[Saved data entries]
//! Registrar configuration.
//!
//! Secrets come from the environment only; everything else may come from a
//! TOML file and falls back to defaults.

use anyhow::Result;
use bingo_core::invite::{DEFAULT_AUTHORIZE_URL, DEFAULT_PERMISSIONS, DEFAULT_SCOPES};
use bingo_core::sync::{DEFAULT_API_BASE, DEFAULT_TIMEOUT};
use bingo_core::{Credentials, RegistrarError};
use serde::Deserialize;
use std::path::{Path, PathBuf};
use std::time::Duration;

pub const TOKEN_VAR: &str = "DISCORD_BOT_TOKEN";
pub const APP_ID_VAR: &str = "DISCORD_APP_ID";

#[derive(Debug, Clone, PartialEq, Eq, Deserialize)]
pub struct Config {
    #[serde(default = "default_api_base")]
    pub api_base: String,
    #[serde(default = "default_authorize_url")]
    pub authorize_url: String,
    #[serde(default = "default_timeout_secs")]
    pub timeout_secs: u64,
    #[serde(default = "default_invite_permissions")]
    pub invite_permissions: u64,
    #[serde(default = "default_invite_scopes")]
    pub invite_scopes: Vec<String>,
}

fn default_api_base() -> String {
    DEFAULT_API_BASE.to_string()
}

fn default_authorize_url() -> String {
    DEFAULT_AUTHORIZE_URL.to_string()
}

fn default_timeout_secs() -> u64 {
    DEFAULT_TIMEOUT.as_secs()
}

fn default_invite_permissions() -> u64 {
    DEFAULT_PERMISSIONS
}

fn default_invite_scopes() -> Vec<String> {
    DEFAULT_SCOPES.iter().map(|s| s.to_string()).collect()
}

impl Default for Config {
    fn default() -> Self {
        Self {
            api_base: default_api_base(),
            authorize_url: default_authorize_url(),
            timeout_secs: default_timeout_secs(),
            invite_permissions: default_invite_permissions(),
            invite_scopes: default_invite_scopes(),
        }
    }
}

impl Config {
    /// Load config from a specific file path.
    pub fn load_from(path: &Path) -> Result<Self> {
        let content = std::fs::read_to_string(path)?;
        let config: Config = toml::from_str(&content)?;
        Ok(config)
    }

    /// Load config from config/default.toml if present, otherwise defaults.
    pub fn load() -> Result<Self> {
        let config_path = PathBuf::from("config/default.toml");
        if config_path.exists() {
            return Self::load_from(&config_path);
        }
        Ok(Config::default())
    }

    pub fn timeout(&self) -> Duration {
        Duration::from_secs(self.timeout_secs)
    }
}

/// Read credentials through `lookup`. Blank values count as missing.
pub fn credentials_from<F>(lookup: F) -> bingo_core::Result<Credentials>
where
    F: Fn(&str) -> Option<String>,
{
    let read = |key: &str| lookup(key).map(|v| v.trim().to_string()).filter(|v| !v.is_empty());
    let token = read(TOKEN_VAR);
    let application_id = read(APP_ID_VAR);

    match (token, application_id) {
        (Some(token), Some(application_id)) => Ok(Credentials::new(token, application_id)),
        (token, application_id) => {
            let missing: Vec<&str> = [
                token.is_none().then_some(TOKEN_VAR),
                application_id.is_none().then_some(APP_ID_VAR),
            ]
            .into_iter()
            .flatten()
            .collect();
            Err(RegistrarError::Configuration(format!(
                "Missing required environment variables: {}",
                missing.join(", ")
            )))
        }
    }
}

#[cfg(test)]
mod tests {
    use super::*;
    use std::collections::HashMap;
    use std::io::Write;
    use tempfile::NamedTempFile;

    fn env(pairs: &[(&str, &str)]) -> impl Fn(&str) -> Option<String> {
        let map: HashMap<String, String> = pairs
            .iter()
            .map(|(k, v)| (k.to_string(), v.to_string()))
            .collect();
        move |key: &str| map.get(key).cloned()
    }

    #[test]
    fn test_credentials_present() {
        let creds = credentials_from(env(&[(TOKEN_VAR, "tok"), (APP_ID_VAR, " 1234 ")])).unwrap();
        assert_eq!(creds.token, "tok");
        assert_eq!(creds.application_id, "1234");
    }

    #[test]
    fn test_missing_both_named() {
        let err = credentials_from(env(&[])).unwrap_err();
        assert_eq!(
            err.to_string(),
            "Configuration error: Missing required environment variables: DISCORD_BOT_TOKEN, DISCORD_APP_ID"
        );
    }

    #[test]
    fn test_blank_token_is_missing() {
        let err = credentials_from(env(&[(TOKEN_VAR, "  "), (APP_ID_VAR, "1")])).unwrap_err();
        match err {
            RegistrarError::Configuration(msg) => {
                assert!(msg.contains(TOKEN_VAR));
                assert!(!msg.contains(APP_ID_VAR));
            }
            other => panic!("unexpected error: {:?}", other),
        }
    }

    #[test]
    fn test_defaults() {
        let config = Config::default();
        assert_eq!(config.api_base, "https://discord.com/api/v10");
        assert_eq!(config.timeout(), Duration::from_secs(30));
        assert_eq!(config.invite_permissions, 2147485696);
        assert_eq!(config.invite_scopes, vec!["bot", "applications.commands"]);
    }

    #[test]
    fn test_partial_file_keeps_defaults() {
        let mut file = NamedTempFile::new().unwrap();
        writeln!(file, "api_base = \"http://127.0.0.1:3000/api\"").unwrap();
        writeln!(file, "timeout_secs = 5").unwrap();

        let config = Config::load_from(file.path()).unwrap();
        assert_eq!(config.api_base, "http://127.0.0.1:3000/api");
        assert_eq!(config.timeout_secs, 5);
        assert_eq!(config.authorize_url, DEFAULT_AUTHORIZE_URL);
    }

    #[test]
    fn test_malformed_file_is_error() {
        let mut file = NamedTempFile::new().unwrap();
        writeln!(file, "timeout_secs = \"soon\"").unwrap();
        assert!(Config::load_from(file.path()).is_err());
    }
}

WHAT YOU ARE ASKED TO DO =
Copy all lines from the data that hold the word "content".

SOLUTION TO THIS PROBLEM =
        let content = std::fs::read_to_string(path)?;
        let config: Config = toml::from_str(&content)?;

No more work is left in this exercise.